DAE solver with forward sensitivity analysis.

Description:

Differential Algebraic Equations(DAE) are more general than ODE, but also more challenging to solve. In application It usually involves an ODE system and an algebraic system. A classical example is the pendulum in Cartesian coordinates. In PK/PD applications, an example is one/two-compartment PK model linked to an Emax model, so that Emax depends on the concentration.

With IDAS from SUNDIALS library, we are able to solve DAE system. The type of initial condition of the primary, of the time derivative of the primary, and parameters can be either var or double. In the former case, forward sensitivity will be calculated with respect to var variables.

Current Version:

v2.18.0

[wds15]

Can you point me to an example of a 2-cmt model linked with an Emax response which needs a DAE?

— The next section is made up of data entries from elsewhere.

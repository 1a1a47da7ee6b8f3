//! 网关通知 - 限流闸门 + 出站调用
//!
//! # 使用示例
//! ```ignore
//! use camera_gate::notification::{HttpGateNotifier, HttpNotifierConfig, NotificationGate, GateNotifier};
//!
//! let gate = NotificationGate::new(Duration::from_secs(60));
//! let notifier = HttpGateNotifier::new(HttpNotifierConfig::default())?;
//! let outcome = gate.try_notify(&event, |e| notifier.send(e)).await;
//! ```

pub mod gate;
pub mod notifier;
pub mod payload;

pub use gate::{Clock, GateOutcome, ManualClock, NotificationGate, SystemClock, DEFAULT_MIN_INTERVAL_MS};
pub use notifier::{GateNotifier, HttpGateNotifier, HttpNotifierConfig, NotifyMethod, DEFAULT_TIMEOUT_MS};
pub use payload::GatePayload;
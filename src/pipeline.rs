//! 事件处理流水线：规范化 → 评估 → 闸门 → 通知

use crate::config::GateConfig;
use crate::detection::{evaluate, AllowedTargets, MatchResult};
use crate::error::ParseError;
use crate::event::{CameraEvent, InboundRequest, PayloadNormalizer, DEFAULT_FIELD};
use crate::notification::{GateNotifier, GateOutcome, HttpGateNotifier, NotificationGate};
use anyhow::Result;
use std::sync::Arc;
use tracing::{debug, info};

/// 单个事件的评估结果
#[derive(Debug, Clone)]
pub struct Evaluation {
    pub event: CameraEvent,
    pub result: MatchResult,
}

/// 事件处理流水线
pub struct EventPipeline {
    normalizer: PayloadNormalizer,
    allowed_targets: AllowedTargets,
    gate: NotificationGate,
    notifier: Arc<dyn GateNotifier>,
}

impl EventPipeline {
    pub fn new(
        normalizer: PayloadNormalizer,
        allowed_targets: AllowedTargets,
        gate: NotificationGate,
        notifier: Arc<dyn GateNotifier>,
    ) -> Self {
        Self {
            normalizer,
            allowed_targets,
            gate,
            notifier,
        }
    }

    /// 按配置组装（HTTP 通知器 + 系统时钟）
    pub fn from_config(config: &GateConfig) -> Result<Self> {
        let notifier = HttpGateNotifier::new(config.notifier_config())?;
        info!(
            gate_link = config.gate_link.as_deref().unwrap_or("<unset>"),
            method = %config.notify_method,
            allowed_targets = %config.allowed_targets,
            "Gate notifier configured"
        );

        Ok(Self::new(
            PayloadNormalizer::new(DEFAULT_FIELD)?,
            config.allowed_targets.clone(),
            NotificationGate::new(config.min_interval),
            Arc::new(notifier),
        ))
    }

    pub fn allowed_targets(&self) -> &AllowedTargets {
        &self.allowed_targets
    }

    pub fn gate(&self) -> &NotificationGate {
        &self.gate
    }

    /// 规范化并评估（纯逻辑，无网络）
    pub fn ingest(&self, request: &InboundRequest) -> Result<Evaluation, ParseError> {
        let event = self.normalizer.normalize(request)?;

        info!(
            event_type = %event.event_type,
            event_state = event.event_state.as_deref().unwrap_or(""),
            channel_name = event.channel_name.as_deref().unwrap_or(""),
            region_count = event.detection_regions.len(),
            "Camera data received and parsed"
        );

        let result = evaluate(&event, &self.allowed_targets);
        match &result {
            MatchResult::Matched(regions) => {
                for region in regions {
                    info!(
                        region_id = region.region_id,
                        event_type = %event.event_type,
                        detection_target = %region.detection_target,
                        "Target detected in linedetection event, sending notification"
                    );
                }
            }
            MatchResult::OtherTargets(targets) => {
                info!(targets = ?targets, "Linedetection event without allowed targets");
            }
            MatchResult::NoMatch => {
                debug!(event_type = %event.event_type, "Event does not require notification");
            }
        }

        Ok(Evaluation { event, result })
    }

    /// 命中时经闸门发送通知；未命中返回 `None`
    pub async fn dispatch(&self, evaluation: &Evaluation) -> Option<GateOutcome> {
        if !evaluation.result.is_match() {
            return None;
        }

        let notifier = self.notifier.as_ref();
        let outcome = self
            .gate
            .try_notify(&evaluation.event, |event| notifier.send(event))
            .await;
        debug!(outcome = ?outcome, "Notification dispatch finished");
        Some(outcome)
    }

    /// `ingest` + `dispatch`
    pub async fn process(&self, request: &InboundRequest) -> Result<(Evaluation, Option<GateOutcome>), ParseError> {
        let evaluation = self.ingest(request)?;
        let outcome = self.dispatch(&evaluation).await;
        Ok((evaluation, outcome))
    }
}
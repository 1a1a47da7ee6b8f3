//! 配置加载
//!
//! 优先级：命令行参数 > 环境变量 > 配置文件 > 默认值。
//!
//! 配置文件默认位于 `~/.config/camera-gate/config.json`（JSON 格式）：
//! ```json
//! {
//!   "gate_link": "http://gate.local/open",
//!   "notify_method": "post",
//!   "allowed_targets": ["vehicle", "truck"],
//!   "min_interval_ms": 60000
//! }
//! ```

use crate::detection::AllowedTargets;
use crate::error::ConfigError;
use crate::notification::{HttpNotifierConfig, NotifyMethod, DEFAULT_MIN_INTERVAL_MS, DEFAULT_TIMEOUT_MS};
use serde::Deserialize;
use std::net::{IpAddr, SocketAddr};
use std::path::{Path, PathBuf};
use std::time::Duration;
use tracing::debug;

pub const DEFAULT_HOST: &str = "0.0.0.0";
pub const DEFAULT_PORT: u16 = 3000;
pub const DEFAULT_MAX_BODY_BYTES: usize = 10 * 1024 * 1024;

/// 运行配置
#[derive(Debug, Clone)]
pub struct GateConfig {
    /// 网关地址；`None` 表示不发送通知
    pub gate_link: Option<String>,
    pub notify_method: NotifyMethod,
    pub allowed_targets: AllowedTargets,
    pub min_interval: Duration,
    pub notify_timeout: Duration,
    pub bind: SocketAddr,
    pub max_body_bytes: usize,
}

impl Default for GateConfig {
    fn default() -> Self {
        Self {
            gate_link: None,
            notify_method: NotifyMethod::default(),
            allowed_targets: AllowedTargets::default(),
            min_interval: Duration::from_millis(DEFAULT_MIN_INTERVAL_MS),
            notify_timeout: Duration::from_millis(DEFAULT_TIMEOUT_MS),
            bind: SocketAddr::from(([0, 0, 0, 0], DEFAULT_PORT)),
            max_body_bytes: DEFAULT_MAX_BODY_BYTES,
        }
    }
}

/// 白名单在文件中可以写成逗号分隔的字符串或数组
#[derive(Debug, Clone, Deserialize)]
#[serde(untagged)]
pub enum TargetList {
    Csv(String),
    List(Vec<String>),
}

impl TargetList {
    fn into_allowed(self) -> AllowedTargets {
        match self {
            TargetList::Csv(s) => AllowedTargets::parse(&s),
            TargetList::List(items) => AllowedTargets::new(items),
        }
    }
}

/// 配置文件内容（所有字段可选）
#[derive(Debug, Clone, Default, Deserialize)]
#[serde(default)]
pub struct FileConfig {
    pub gate_link: Option<String>,
    pub notify_method: Option<NotifyMethod>,
    pub allowed_targets: Option<TargetList>,
    pub min_interval_ms: Option<u64>,
    pub notify_timeout_ms: Option<u64>,
    pub host: Option<String>,
    pub port: Option<u16>,
    pub max_body_bytes: Option<usize>,
}

impl FileConfig {
    pub fn read(path: &Path) -> Result<Self, ConfigError> {
        let content = std::fs::read_to_string(path).map_err(|source| ConfigError::Read {
            path: path.display().to_string(),
            source,
        })?;
        serde_json::from_str(&content).map_err(|source| ConfigError::Parse {
            path: path.display().to_string(),
            source,
        })
    }
}

/// 默认配置文件路径
pub fn default_config_path() -> Option<PathBuf> {
    dirs::config_dir().map(|dir| dir.join("camera-gate").join("config.json"))
}

impl GateConfig {
    /// 从配置文件和进程环境加载
    ///
    /// 显式指定的文件必须存在；默认路径的文件不存在时忽略。
    pub fn load(path: Option<&Path>) -> Result<Self, ConfigError> {
        let file = match path {
            Some(path) => FileConfig::read(path)?,
            None => match default_config_path() {
                Some(path) if path.exists() => {
                    debug!(path = %path.display(), "Loading default config file");
                    FileConfig::read(&path)?
                }
                _ => FileConfig::default(),
            },
        };
        Self::from_sources(file, |key| std::env::var(key).ok())
    }

    /// 合并配置文件与环境变量（`env` 便于测试注入）
    pub fn from_sources<E>(file: FileConfig, env: E) -> Result<Self, ConfigError>
    where
        E: Fn(&str) -> Option<String>,
    {
        // 空字符串视为未设置
        let env = |key: &str| env(key).filter(|v| !v.trim().is_empty());
        let defaults = Self::default();

        let gate_link = env("GATE_LINK")
            .or(file.gate_link)
            .map(|s| s.trim().to_string())
            .filter(|s| !s.is_empty());

        let notify_method = match env("NOTIFY_METHOD") {
            Some(v) => v.parse().map_err(|_| ConfigError::InvalidValue {
                key: "NOTIFY_METHOD",
                value: v,
            })?,
            None => file.notify_method.unwrap_or(defaults.notify_method),
        };

        let allowed_targets = match env("ALLOWED_TARGETS") {
            Some(v) => AllowedTargets::parse(&v),
            None => file
                .allowed_targets
                .map(TargetList::into_allowed)
                .unwrap_or(defaults.allowed_targets),
        };

        let min_interval_ms = parse_env(&env, "MIN_INTERVAL_MS")?
            .or(file.min_interval_ms)
            .unwrap_or(DEFAULT_MIN_INTERVAL_MS);

        let notify_timeout_ms = parse_env(&env, "NOTIFY_TIMEOUT_MS")?
            .or(file.notify_timeout_ms)
            .unwrap_or(DEFAULT_TIMEOUT_MS);
        // 0 会导致请求立即超时，按默认值处理
        let notify_timeout_ms = if notify_timeout_ms == 0 {
            DEFAULT_TIMEOUT_MS
        } else {
            notify_timeout_ms
        };

        let host = env("HOST").or(file.host).unwrap_or_else(|| DEFAULT_HOST.to_string());
        let ip = host
            .trim()
            .trim_start_matches('[')
            .trim_end_matches(']')
            .parse::<IpAddr>()
            .map_err(|_| ConfigError::InvalidValue {
                key: "HOST",
                value: host.clone(),
            })?;
        let port = parse_env::<u16, _>(&env, "PORT")?.or(file.port).unwrap_or(DEFAULT_PORT);
        let bind = SocketAddr::new(ip, port);

        let max_body_bytes = parse_env(&env, "MAX_BODY_BYTES")?
            .or(file.max_body_bytes)
            .unwrap_or(DEFAULT_MAX_BODY_BYTES);

        Ok(Self {
            gate_link,
            notify_method,
            allowed_targets,
            min_interval: Duration::from_millis(min_interval_ms),
            notify_timeout: Duration::from_millis(notify_timeout_ms),
            bind,
            max_body_bytes,
        })
    }

    /// 通知器配置
    pub fn notifier_config(&self) -> HttpNotifierConfig {
        HttpNotifierConfig {
            gate_link: self.gate_link.clone(),
            method: self.notify_method,
            timeout: self.notify_timeout,
        }
    }
}

fn parse_env<T, E>(env: &E, key: &'static str) -> Result<Option<T>, ConfigError>
where
    T: std::str::FromStr,
    E: Fn(&str) -> Option<String>,
{
    match env(key) {
        Some(v) => v
            .trim()
            .parse::<T>()
            .map(Some)
            .map_err(|_| ConfigError::InvalidValue { key, value: v }),
        None => Ok(None),
    }
}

I don't see the need for a DAE here so I guess I don't get what you mean here.

(I am not objecting at all against this; I am just trying to understand use cases which are relevant to me as well).

[yizhang-yiz]

We can always think the simultaneous approach of PK/PD modeling as a DAE model, though it's naturally decoupled. A slightly more complex model would be a pk model with nonlinear equilibrium binding (@billgillespie showed this to me). dx1(t)/dt = -(CL + CL12) cu(t) + k21 x2(t) dx2(t)/dt = CL12 cu(t) - k21 x2(t) x1(t) = Vu cu(t) + Vb cb(t) cb(t) = Bmax * cu(t) / (Kd + cu(t))

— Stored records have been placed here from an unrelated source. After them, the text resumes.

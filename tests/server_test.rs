mod common;

use axum::body::Body;
use axum::http::{header, Request, StatusCode};
use axum::Router;
use camera_gate::notification::ManualClock;
use camera_gate::{router, AppState};
use common::{pipeline_with, RecordingNotifier, HUMAN_XML, VEHICLE_XML};
use serde_json::{json, Value};
use std::sync::Arc;
use std::time::Duration;
use tokio::sync::mpsc::UnboundedReceiver;
use tower::ServiceExt;

const LIMIT: usize = 1024 * 1024;

fn app(targets: &str) -> (Router, Arc<RecordingNotifier>, UnboundedReceiver<String>) {
    let (notifier, rx) = RecordingNotifier::new();
    let pipeline = pipeline_with(
        notifier.clone(),
        targets,
        Duration::from_millis(60_000),
        Arc::new(ManualClock::new()),
    );
    let state = AppState::new(Arc::new(pipeline), LIMIT);
    (router(state), notifier, rx)
}

async fn send(app: Router, request: Request<Body>) -> (StatusCode, Value) {
    let response = app.oneshot(request).await.unwrap();
    let status = response.status();
    let bytes = axum::body::to_bytes(response.into_body(), LIMIT).await.unwrap();
    let body = serde_json::from_slice(&bytes).unwrap_or(Value::Null);
    (status, body)
}

fn post(content_type: &str, body: impl Into<Body>) -> Request<Body> {
    Request::builder()
        .method("POST")
        .uri("/api/camera/data")
        .header(header::CONTENT_TYPE, content_type)
        .body(body.into())
        .unwrap()
}

fn json_body(xml: &str) -> String {
    json!({ "linedetection": xml }).to_string()
}

/// 后台通知在限定时间内到达
async fn expect_call(rx: &mut UnboundedReceiver<String>) -> String {
    tokio::time::timeout(Duration::from_secs(2), rx.recv())
        .await
        .expect("notification not dispatched")
        .expect("channel closed")
}

#[tokio::test]
async fn test_json_vehicle_event_accepted_and_notified() {
    let (app, notifier, mut rx) = app("vehicle");

    let (status, body) = send(app, post("application/json", json_body(VEHICLE_XML))).await;

    assert_eq!(status, StatusCode::OK);
    assert_eq!(body["success"], true);
    assert_eq!(body["message"], "Camera data processed successfully");
    assert_eq!(body["data"]["eventType"], "linedetection");
    assert!(body["data"]["receivedAt"].is_string());

    assert_eq!(expect_call(&mut rx).await, "linedetection");
    assert_eq!(notifier.calls().len(), 1);
}

#[tokio::test]
async fn test_other_target_accepted_without_notification() {
    let (app, notifier, mut rx) = app("vehicle");

    let (status, _) = send(app, post("application/json", json_body(HUMAN_XML))).await;

    assert_eq!(status, StatusCode::OK);
    let waited = tokio::time::timeout(Duration::from_millis(100), rx.recv()).await;
    assert!(waited.is_err());
    assert!(notifier.calls().is_empty());
}

#[tokio::test]
async fn test_missing_payload_returns_400() {
    let (app, _, _rx) = app("vehicle");

    let (status, body) = send(app, post("application/json", json!({ "other": 1 }).to_string())).await;

    assert_eq!(status, StatusCode::BAD_REQUEST);
    assert_eq!(body, json!({ "error": "No linedetection data provided" }));
}

#[tokio::test]
async fn test_malformed_xml_returns_400() {
    let (app, notifier, _rx) = app("vehicle");

    let broken = "<EventNotificationAlert><eventType>linedetection</eventType>";
    let (status, body) = send(app, post("application/json", json_body(broken))).await;

    assert_eq!(status, StatusCode::BAD_REQUEST);
    assert_eq!(body["error"], "Invalid XML format");
    assert!(notifier.calls().is_empty());
}

#[tokio::test]
async fn test_raw_xml_body() {
    let (app, _, mut rx) = app("vehicle");

    let (status, body) = send(app, post("application/xml", VEHICLE_XML)).await;

    assert_eq!(status, StatusCode::OK);
    assert_eq!(body["data"]["eventType"], "linedetection");
    expect_call(&mut rx).await;
}

#[tokio::test]
async fn test_multipart_file_part() {
    let (app, _, mut rx) = app("vehicle");

    let boundary = "XBOUNDARYX";
    let multipart = format!(
        "--{b}\r\n\
         Content-Disposition: form-data; name=\"linedetection\"; filename=\"linedetection.xml\"\r\n\
         Content-Type: application/xml\r\n\r\n\
         {xml}\r\n\
         --{b}\r\n\
         Content-Disposition: form-data; name=\"picture\"; filename=\"snap.jpg\"\r\n\
         Content-Type: image/jpeg\r\n\r\n\
         JPEGDATA\r\n\
         --{b}--\r\n",
        b = boundary,
        xml = VEHICLE_XML
    );
    let content_type = format!("multipart/form-data; boundary={}", boundary);

    let (status, body) = send(app, post(&content_type, multipart)).await;

    assert_eq!(status, StatusCode::OK);
    assert_eq!(body["success"], true);
    expect_call(&mut rx).await;
}

#[tokio::test]
async fn test_urlencoded_field() {
    let (app, _, mut rx) = app("vehicle");

    let form = format!("linedetection={}", urlencode(VEHICLE_XML));
    let (status, _) = send(app, post("application/x-www-form-urlencoded", form)).await;

    assert_eq!(status, StatusCode::OK);
    expect_call(&mut rx).await;
}

#[tokio::test]
async fn test_malformed_multipart_returns_400() {
    let (app, _, _rx) = app("vehicle");

    let broken = "--XB\r\nContent-Disposition: form-data; name=\"linedetection\"\r\n\r\nunterminated";
    let (status, body) = send(app, post("multipart/form-data; boundary=XB", broken)).await;

    assert_eq!(status, StatusCode::BAD_REQUEST);
    assert_eq!(body["error"], "Failed to process multipart data");
}

#[tokio::test]
async fn test_numeric_field_is_rejected() {
    let (app, _, _rx) = app("vehicle");

    let (status, body) = send(app, post("application/json", json!({ "linedetection": 5 }).to_string())).await;

    assert_eq!(status, StatusCode::BAD_REQUEST);
    assert_eq!(body["error"], "Invalid XML format");
}

#[tokio::test]
async fn test_oversized_body_returns_413() {
    let (app, notifier, _rx) = app("vehicle");

    let body = format!("{}{}", VEHICLE_XML, " ".repeat(LIMIT + 1));
    let (status, body) = send(app, post("application/xml", body)).await;

    assert_eq!(status, StatusCode::PAYLOAD_TOO_LARGE);
    assert_eq!(body["error"], "Payload too large");
    assert!(notifier.calls().is_empty());
}

#[tokio::test]
async fn test_deeply_nested_xml_returns_400() {
    let (app, notifier, _rx) = app("vehicle");

    let depth = 100_000;
    let body = format!(
        "<EventNotificationAlert><eventType>linedetection</eventType>{}{}</EventNotificationAlert>",
        "<a>".repeat(depth),
        "</a>".repeat(depth)
    );
    let (status, body) = send(app, post("application/xml", body)).await;

    assert_eq!(status, StatusCode::BAD_REQUEST);
    assert_eq!(body["error"], "Invalid XML format");
    assert!(notifier.calls().is_empty());
}

#[tokio::test]
async fn test_status_and_health() {
    let (app, _, _rx) = app("vehicle");

    let request = Request::builder().uri("/api/camera/status").body(Body::empty()).unwrap();
    let (status, body) = send(app.clone(), request).await;
    assert_eq!(status, StatusCode::OK);
    assert_eq!(body["status"], "available");

    let request = Request::builder().uri("/api/health").body(Body::empty()).unwrap();
    let (status, body) = send(app, request).await;
    assert_eq!(status, StatusCode::OK);
    assert_eq!(body["status"], "OK");
    assert!(body["uptime"].as_f64().unwrap() >= 0.0);
}

#[tokio::test]
async fn test_unknown_route_returns_404() {
    let (app, _, _rx) = app("vehicle");

    let request = Request::builder().uri("/api/nope").body(Body::empty()).unwrap();
    let (status, body) = send(app, request).await;

    assert_eq!(status, StatusCode::NOT_FOUND);
    assert_eq!(body["error"], "Route not found");
}

fn urlencode(input: &str) -> String {
    input
        .bytes()
        .map(|b| match b {
            b'A'..=b'Z' | b'a'..=b'z' | b'0'..=b'9' | b'-' | b'_' | b'.' | b'~' => (b as char).to_string(),
            _ => format!("%{:02X}", b),
        })
        .collect()
}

observed value: c(t) = cu(t) + cb(t) cu(t) and cb(t) are the unbound and bound drug concentration, respectively. pk is modeled as 2-cmt with nonlinear binding.

In general as long as there is some non-dynamic constraint to a dynamical system it tend to become a DAE system. The constraint in population dynamics often is a result of intervention from outside.